(Stored data entries)

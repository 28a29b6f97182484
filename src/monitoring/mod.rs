/*!
 * Monitoring
 * Structured logging bootstrap
 */

pub mod tracer;

pub use tracer::init_tracing;
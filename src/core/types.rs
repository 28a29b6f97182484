/*!
 * Core Types
 * Common types used across the simulator
 */

use serde::{Deserialize, Deserializer, Serialize, Serializer};
use std::fmt;

/// Process ID type
pub type Pid = u32;

/// Logical clock value (one tick per simulation step)
pub type Tick = u64;

/// CPU ticks a process needs
pub type Burst = u32;

/// Priority class of a simulated process
///
/// The dispatcher cycles over classes in [`Priority::CYCLE`] order.
#[repr(C)]
#[derive(Debug, Clone, Copy, PartialEq, Eq, Hash, PartialOrd, Ord, Default)]
pub enum Priority {
    High,
    #[default]
    Medium,
    Low,
}

impl Priority {
    /// Weighted round-robin visiting order
    pub const CYCLE: [Priority; 3] = [Priority::High, Priority::Medium, Priority::Low];

    /// Position in [`Priority::CYCLE`]
    #[inline(always)]
    pub const fn index(&self) -> usize {
        match self {
            Self::High => 0,
            Self::Medium => 1,
            Self::Low => 2,
        }
    }

    /// Parse from string representation
    pub fn parse(s: &str) -> Result<Self, String> {
        match s.trim().to_lowercase().as_str() {
            "high" | "h" => Ok(Self::High),
            "medium" | "m" | "normal" => Ok(Self::Medium),
            "low" | "l" => Ok(Self::Low),
            _ => Err(format!(
                "Invalid priority '{}'. Valid: high, medium, low",
                s
            )),
        }
    }

    #[inline(always)]
    pub const fn as_str(&self) -> &'static str {
        match self {
            Self::High => "high",
            Self::Medium => "medium",
            Self::Low => "low",
        }
    }
}

impl fmt::Display for Priority {
    fn fmt(&self, f: &mut fmt::Formatter<'_>) -> fmt::Result {
        f.write_str(self.as_str())
    }
}

impl Serialize for Priority {
    fn serialize<S>(&self, serializer: S) -> Result<S::Ok, S::Error>
    where
        S: Serializer,
    {
        serializer.serialize_str(self.as_str())
    }
}

impl<'de> Deserialize<'de> for Priority {
    fn deserialize<D>(deserializer: D) -> Result<Self, D::Error>
    where
        D: Deserializer<'de>,
    {
        let s = String::deserialize(deserializer)?;
        Self::parse(&s).map_err(serde::de::Error::custom)
    }
}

Work task
Your task is to find each line in the entries that contains the string "CYCLE" and copy it.

Exercise result
/// The dispatcher cycles over classes in [`Priority::CYCLE`] order.
    pub const CYCLE: [Priority; 3] = [Priority::High, Priority::Medium, Priority::Low];
    /// Position in [`Priority::CYCLE`]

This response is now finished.